Goal of the exercise – Repeat all of the data precisely.

Exercise inputs –

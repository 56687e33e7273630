use std::error::Error;
use std::ffi::OsString;
use std::fmt::{self, Display, Formatter};
use std::path::PathBuf;

use clap::ArgAction::{Set, SetTrue};
use clap::Parser;
use tracing::{event, span, Level};
use tracing_subscriber::prelude::*;

use oiscasm::*;

/// Assembler for the SUBNEG4X and SubRISC one-instruction computers
#[derive(Parser, Debug)]
#[clap(version, about, long_about = None)]
struct Cli {
    /// File from which the program tree (JSON, as produced by the
    /// parser) is read.
    #[clap(action = Set)]
    input: OsString,

    /// File to which the hex dump is written.  For SubRISC targets
    /// the dump is split into <stem>_h.hex and <stem>_l.hex.
    #[clap(action = Set, short = 'o', long)]
    output: OsString,

    /// Target instruction set: sng4x, sng4x16, subrisc or
    /// subrisc-delaybranch.
    #[clap(action = Set, long, default_value = "sng4x")]
    isa: String,

    /// Minimum memory size in words.  If the program uses fewer
    /// words, the difference is appended as stack words, which are
    /// not counted in the code size.
    #[clap(action = Set, long, default_value_t = 1)]
    min_memory_size: usize,

    /// Print the listing dump of the memory image on standard output.
    /// The variable mapping dump is logged at debug level.
    #[clap(action = SetTrue, long)]
    list: bool,

    /// Also write the memory image, with its debug information, to
    /// this file as JSON.
    #[clap(action = Set, long)]
    image: Option<PathBuf>,
}

#[derive(Debug)]
enum Fail {
    /// The assembler was initialised but then failed.
    AsmFail(AssemblerFailure),
    /// We were not able to correctly initialise the assembler.
    InitialisationFailure(String),
}

impl Display for Fail {
    fn fmt(&self, f: &mut Formatter<'_>) -> Result<(), fmt::Error> {
        match self {
            Fail::AsmFail(assembler_failure) => assembler_failure.fmt(f),
            Fail::InitialisationFailure(msg) => f.write_str(msg.as_str()),
        }
    }
}

impl Error for Fail {}

fn run_assembler() -> Result<(), Fail> {
    let cli = Cli::parse();

    // RUST_LOG selects which trace messages get printed; see the
    // tracing_subscriber::EnvFilter documentation.
    let fmt_layer = tracing_subscriber::fmt::layer().with_target(true);
    let filter_layer = match tracing_subscriber::EnvFilter::try_from_default_env()
        .or_else(|_| tracing_subscriber::EnvFilter::try_new("info"))
    {
        Err(e) => {
            return Err(Fail::InitialisationFailure(format!(
                "failed to initialise tracing filter (perhaps there is a problem with environment variables): {e}"
            )));
        }
        Ok(layer) => layer,
    };

    tracing_subscriber::registry()
        .with(filter_layer)
        .with(fmt_layer)
        .init();

    let span = span!(Level::ERROR, "oiscas", input=?cli.input, output=?cli.output);
    let _enter = span.enter();
    let output_path = PathBuf::from(cli.output);
    let options = AssembleOptions {
        isa: cli.isa,
        min_memory_size: cli.min_memory_size,
    };
    let output_options = OutputOptions {
        list: cli.list,
        image: cli.image,
    };
    let result =
        assemble_file(&cli.input, &output_path, &options, &output_options).map_err(Fail::AsmFail);
    match &result {
        Err(Fail::AsmFail(failure)) => match failure.assembly_errors() {
            Some(errors) => {
                for e in errors {
                    event!(Level::ERROR, kind = ?e.kind, "{e}");
                }
            }
            None => event!(Level::ERROR, "assembly failed: {failure}"),
        },
        Err(e) => event!(Level::ERROR, "assembly failed: {e}"),
        Ok(()) => event!(Level::INFO, "assembly succeeded"),
    }
    result
}

fn main() {
    match run_assembler() {
        Err(e) => {
            eprintln!("{e}");
            std::process::exit(1);
        }
        Ok(()) => {
            std::process::exit(0);
        }
    }
}

#[cfg(test)]
mod tests {
    use clap::{CommandFactory, Parser};

    use super::Cli;

    fn help_of(id: &str) -> String {
        Cli::command()
            .get_arguments()
            .find(|arg| arg.get_id() == id)
            .and_then(|arg| arg.get_help())
            .map(ToString::to_string)
            .unwrap_or_else(|| panic!("no help for {id}"))
    }

    #[test]
    fn test_command_line() {
        Cli::command().debug_assert();
        let cli = Cli::try_parse_from(["oiscas", "prog.json", "-o", "prog.hex", "--list"])
            .expect("valid command line");
        assert_eq!(cli.isa, "sng4x");
        assert_eq!(cli.min_memory_size, 1);
        assert!(cli.list);
        assert!(help_of("min_memory_size").starts_with("Minimum memory size in words"));
        assert!(help_of("list").contains("listing dump"));
        assert!(help_of("list").contains("mapping dump"));
    }
}
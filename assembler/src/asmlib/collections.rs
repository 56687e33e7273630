//! Containers, including [`OneOrMore`].

/// A container for at least one item.  Pipeline stages use it to
/// report every error they found, since a stage which fails has
/// found at least one.  Nothing reduces the length of the
/// container.
#[derive(Debug, PartialEq, Eq, Clone)]
pub struct OneOrMore<T> {
    // Never empty.
    items: Vec<T>,
}

impl<T> OneOrMore<T> {
    /// Create an instance of `OneOrMore<T>` from a single `T`.
    #[must_use]
    pub fn new(head: T) -> OneOrMore<T> {
        OneOrMore { items: vec![head] }
    }

    /// Create an instance of `OneOrMore<T>` from a single `T` value
    /// and zero or more additional `T` values.
    #[must_use]
    pub fn with_tail<I>(head: T, tail: I) -> OneOrMore<T>
    where
        I: IntoIterator<Item = T>,
    {
        let mut items = vec![head];
        items.extend(tail);
        OneOrMore { items }
    }

    /// Return a reference to the first item.
    #[must_use]
    pub fn first(&self) -> &T {
        &self.items[0]
    }

    #[must_use]
    pub fn len(&self) -> usize {
        self.items.len()
    }

    #[must_use]
    pub fn iter(&self) -> std::slice::Iter<'_, T> {
        self.items.iter()
    }
}

impl<'a, T> IntoIterator for &'a OneOrMore<T> {
    type Item = &'a T;
    type IntoIter = std::slice::Iter<'a, T>;

    fn into_iter(self) -> Self::IntoIter {
        self.items.iter()
    }
}

/// Accumulates errors while a pipeline stage runs, and turns them
/// into the stage's result at the end.
#[derive(Debug)]
pub(crate) struct ErrorList<E> {
    errors: Vec<E>,
}

impl<E> Default for ErrorList<E> {
    fn default() -> ErrorList<E> {
        ErrorList { errors: Vec::new() }
    }
}

impl<E> ErrorList<E> {
    pub(crate) fn push(&mut self, e: E) {
        self.errors.push(e);
    }

    /// Record the error of a failed step and continue.
    pub(crate) fn record<T>(&mut self, r: Result<T, E>) -> Option<T> {
        match r {
            Ok(value) => Some(value),
            Err(e) => {
                self.errors.push(e);
                None
            }
        }
    }

    pub(crate) fn into_result<T>(self, value: T) -> Result<T, OneOrMore<E>> {
        let mut errors = self.errors.into_iter();
        match errors.next() {
            Some(head) => Err(OneOrMore::with_tail(head, errors)),
            None => Ok(value),
        }
    }
}

#[cfg(test)]
mod one_or_more_tests {
    use super::{ErrorList, OneOrMore};

    #[test]
    fn test_iter() {
        let v: OneOrMore<u32> = OneOrMore::with_tail(1, vec![2]);
        assert_eq!(v.first(), &1);
        let mut it = v.iter();
        assert_eq!(it.next(), Some(&1));
        assert_eq!(it.next(), Some(&2));
        assert_eq!(it.next(), None);
        assert_eq!((&v).into_iter().count(), v.len());
    }

    #[test]
    fn test_error_list_result() {
        let empty: ErrorList<&str> = ErrorList::default();
        assert_eq!(empty.into_result(7), Ok(7));

        let mut errors: ErrorList<&str> = ErrorList::default();
        assert_eq!(errors.record(Ok::<u8, &str>(3)), Some(3));
        assert_eq!(errors.record(Err::<u8, &str>("first")), None);
        errors.push("second");
        assert_eq!(
            errors.into_result(7),
            Err(OneOrMore::with_tail("first", ["second"]))
        );
    }
}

Task solution –
repository 56687e33e7273630
use std::error::Error;
use std::ffi::OsString;
use std::fmt::{self, Display, Formatter};
use std::path::PathBuf;

use clap::ArgAction::{Set, SetTrue};
use clap::Parser;
use tracing::{event, span, Level};
use tracing_subscriber::prelude::*;

use oiscasm::*;

/// Assembler for the SUBNEG4X and SubRISC one-instruction computers
#[derive(Parser, Debug)]
#[clap(version, about, long_about = None)]
struct Cli {
    /// File from which the program tree (JSON, as produced by the
    /// parser) is read.
    #[clap(action = Set)]
    input: OsString,

    /// File to which the hex dump is written.  For SubRISC targets
    /// the dump is split into <stem>_h.hex and <stem>_l.hex.
    #[clap(action = Set, short = 'o', long)]
    output: OsString,

    /// Target instruction set: sng4x, sng4x16, subrisc or
    /// subrisc-delaybranch.
    #[clap(action = Set, long, default_value = "sng4x")]
    isa: String,

    /// Minimum memory size in words.  If the program uses fewer
    /// words, the difference is appended as stack words, which are
    /// not counted in the code size.
    #[clap(action = Set, long, default_value_t = 1)]
    min_memory_size: usize,

    /// Print the listing dump of the memory image on standard output.
    /// The variable mapping dump is logged at debug level.
    #[clap(action = SetTrue, long)]
    list: bool,

    /// Also write the memory image, with its debug information, to
    /// this file as JSON.
    #[clap(action = Set, long)]
    image: Option<PathBuf>,
}

#[derive(Debug)]
enum Fail {
    /// The assembler was initialised but then failed.
    AsmFail(AssemblerFailure),
    /// We were not able to correctly initialise the assembler.
    InitialisationFailure(String),
}

impl Display for Fail {
    fn fmt(&self, f: &mut Formatter<'_>) -> Result<(), fmt::Error> {
        match self {
            Fail::AsmFail(assembler_failure) => assembler_failure.fmt(f),
            Fail::InitialisationFailure(msg) => f.write_str(msg.as_str()),
        }
    }
}

impl Error for Fail {}

fn run_assembler() -> Result<(), Fail> {
    let cli = Cli::parse();

    // RUST_LOG selects which trace messages get printed; see the
    // tracing_subscriber::EnvFilter documentation.
    let fmt_layer = tracing_subscriber::fmt::layer().with_target(true);
    let filter_layer = match tracing_subscriber::EnvFilter::try_from_default_env()
        .or_else(|_| tracing_subscriber::EnvFilter::try_new("info"))
    {
        Err(e) => {
            return Err(Fail::InitialisationFailure(format!(
                "failed to initialise tracing filter (perhaps there is a problem with environment variables): {e}"
            )));
        }
        Ok(layer) => layer,
    };

    tracing_subscriber::registry()
        .with(filter_layer)
        .with(fmt_layer)
        .init();

    let span = span!(Level::ERROR, "oiscas", input=?cli.input, output=?cli.output);
    let _enter = span.enter();
    let output_path = PathBuf::from(cli.output);
    let options = AssembleOptions {
        isa: cli.isa,
        min_memory_size: cli.min_memory_size,
    };
    let output_options = OutputOptions {
        list: cli.list,
        image: cli.image,
    };
    let result =
        assemble_file(&cli.input, &output_path, &options, &output_options).map_err(Fail::AsmFail);
    match &result {
        Err(Fail::AsmFail(failure)) => match failure.assembly_errors() {
            Some(errors) => {
                for e in errors {
                    event!(Level::ERROR, kind = ?e.kind, "{e}");
                }
            }
            None => event!(Level::ERROR, "assembly failed: {failure}"),
        },
        Err(e) => event!(Level::ERROR, "assembly failed: {e}"),
        Ok(()) => event!(Level::INFO, "assembly succeeded"),
    }
    result
}

fn main() {
    match run_assembler() {
        Err(e) => {
            eprintln!("{e}");
            std::process::exit(1);
        }
        Ok(()) => {
            std::process::exit(0);
        }
    }
}

#[cfg(test)]
mod tests {
    use clap::{CommandFactory, Parser};

    use super::Cli;

    fn help_of(id: &str) -> String {
        Cli::command()
            .get_arguments()
            .find(|arg| arg.get_id() == id)
            .and_then(|arg| arg.get_help())
            .map(ToString::to_string)
            .unwrap_or_else(|| panic!("no help for {id}"))
    }

    #[test]
    fn test_command_line() {
        Cli::command().debug_assert();
        let cli = Cli::try_parse_from(["oiscas", "prog.json", "-o", "prog.hex", "--list"])
            .expect("valid command line");
        assert_eq!(cli.isa, "sng4x");
        assert_eq!(cli.min_memory_size, 1);
        assert!(cli.list);
        assert!(help_of("min_memory_size").starts_with("Minimum memory size in words"));
        assert!(help_of("list").contains("listing dump"));
        assert!(help_of("list").contains("mapping dump"));
    }
}
filename assembler/src/asmlib/collections.rs
repository 56687e33e7273630
//! Containers, including [`OneOrMore`].

/// A container for at least one item.  Pipeline stages use it to
/// report every error they found, since a stage which fails has
/// found at least one.  Nothing reduces the length of the
/// container.
#[derive(Debug, PartialEq, Eq, Clone)]
pub struct OneOrMore<T> {
    // Never empty.
    items: Vec<T>,
}

impl<T> OneOrMore<T> {
    /// Create an instance of `OneOrMore<T>` from a single `T`.
    #[must_use]
    pub fn new(head: T) -> OneOrMore<T> {
        OneOrMore { items: vec![head] }
    }

    /// Create an instance of `OneOrMore<T>` from a single `T` value
    /// and zero or more additional `T` values.
    #[must_use]
    pub fn with_tail<I>(head: T, tail: I) -> OneOrMore<T>
    where
        I: IntoIterator<Item = T>,
    {
        let mut items = vec![head];
        items.extend(tail);
        OneOrMore { items }
    }

    /// Return a reference to the first item.
    #[must_use]
    pub fn first(&self) -> &T {
        &self.items[0]
    }

    #[must_use]
    pub fn len(&self) -> usize {
        self.items.len()
    }

    #[must_use]
    pub fn iter(&self) -> std::slice::Iter<'_, T> {
        self.items.iter()
    }
}

impl<'a, T> IntoIterator for &'a OneOrMore<T> {
    type Item = &'a T;
    type IntoIter = std::slice::Iter<'a, T>;

    fn into_iter(self) -> Self::IntoIter {
        self.items.iter()
    }
}

/// Accumulates errors while a pipeline stage runs, and turns them
/// into the stage's result at the end.
#[derive(Debug)]
pub(crate) struct ErrorList<E> {
    errors: Vec<E>,
}

impl<E> Default for ErrorList<E> {
    fn default() -> ErrorList<E> {
        ErrorList { errors: Vec::new() }
    }
}

impl<E> ErrorList<E> {
    pub(crate) fn push(&mut self, e: E) {
        self.errors.push(e);
    }

    /// Record the error of a failed step and continue.
    pub(crate) fn record<T>(&mut self, r: Result<T, E>) -> Option<T> {
        match r {
            Ok(value) => Some(value),
            Err(e) => {
                self.errors.push(e);
                None
            }
        }
    }

    pub(crate) fn into_result<T>(self, value: T) -> Result<T, OneOrMore<E>> {
        let mut errors = self.errors.into_iter();
        match errors.next() {
            Some(head) => Err(OneOrMore::with_tail(head, errors)),
            None => Ok(value),
        }
    }
}

#[cfg(test)]
mod one_or_more_tests {
    use super::{ErrorList, OneOrMore};

    #[test]
    fn test_iter() {
        let v: OneOrMore<u32> = OneOrMore::with_tail(1, vec![2]);
        assert_eq!(v.first(), &1);
        let mut it = v.iter();
        assert_eq!(it.next(), Some(&1));
        assert_eq!(it.next(), Some(&2));
        assert_eq!(it.next(), None);
        assert_eq!((&v).into_iter().count(), v.len());
    }

    #[test]
    fn test_error_list_result() {
        let empty: ErrorList<&str> = ErrorList::default();
        assert_eq!(empty.into_result(7), Ok(7));

        let mut errors: ErrorList<&str> = ErrorList::default();
        assert_eq!(errors.record(Ok::<u8, &str>(3)), Some(3));
        assert_eq!(errors.record(Err::<u8, &str>("first")), None);
        errors.push("second");
        assert_eq!(
            errors.into_result(7),
            Err(OneOrMore::with_tail("first", ["second"]))
        );
    }
}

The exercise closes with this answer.